There are no new entrants to the competition today.

There are 2 new entrants to the “Over 100” club today. Malawi add a further 18 cases to join, and Syria add a further 20 cases. That’s 168 countries / territories / cruise ships in the world that have joined this club.

There are 2 new entrants to the “Millennial” club today. Albania crawl over the line with 6 new cases. To this point they have 32 losses, which is poor efficiency. Equatorial Guinea add 83 cases to join. With only 12 losses to this point, they are ahead of the curve.

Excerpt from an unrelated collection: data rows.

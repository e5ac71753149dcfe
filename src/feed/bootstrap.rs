//! One-shot historical bootstrap for the activity feed.

use crate::errors::ClientError;
use crate::feed::entry::LogEntry;
use crate::gateway::{RequestDescriptor, RequestGateway};

/// Fetches the most recent `limit` entries through the gateway, once per
/// mount. The endpoint returns entries newest-first; this reverses them so
/// the feed is populated oldest-first and live entries append naturally
/// after the historical tail.
pub async fn fetch_recent(
    gateway: &RequestGateway,
    limit: usize,
) -> Result<Vec<LogEntry>, ClientError> {
    let req = RequestDescriptor::get("logs").with_query("limit", limit);
    let mut entries: Vec<LogEntry> = gateway.send_json(&req).await?;
    entries.reverse();
    tracing::debug!(count = entries.len(), "log bootstrap complete");
    Ok(entries)
}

At the top of the leaderboard today and there are no positional changes today. As noted in the media, Spain have reallocated some of their losses today. This has brought their losses per population back inline with UK and Italy. Worth noting that Brazil have had more losses in the past 2 days than the USA.

The winner of the “Most Non-Improved” award today is Guatemala, again. Inspired by winning this award yesterday they have managed to further up their output. Today Guatemala put up a personal best of 370 new cases, at a momentum of 12%, beating yesterdays 311 at 11%. It’s not often we give someone this award 2 days in a row, but Guatemala have experienced a very sharp upswing.

As we fall down to 60th spot today I thought it might be interesting to look back on when we were sitting on other milestone positions on the leaderboard, and how many cases the country that has that spot today has.
We were in 50th spot on the 14th May. Bahrain now holds that spot with 9171 cases.
We were in 40th spot on the 22nd April. Japan currently holds that spot with 16581 cases.
We were in 30th spot on the 14th April. Ireland currently holds that spot with 24698 cases.
We were in 20th spot on the 3rd April. Qatar currently holds that spot with 45465 cases.
The highest on the leaderboard we have been is 16th, which occurred on the 23rd March. Chile currently hold that spot with 73997 cases.

Fair indication of what things could have looked like.

Australia put 4 new cases on the board today. We fall another spot to 60th position on the leaderboard. Moldova moves above us adding a further 54 cases to their tally. Our HaPP-IE not-an-index falls by 19 to 485. The last time we were in the 400s was the 17th March. We move closer to beers without meals than Ethiopia. Our number that matters is 102.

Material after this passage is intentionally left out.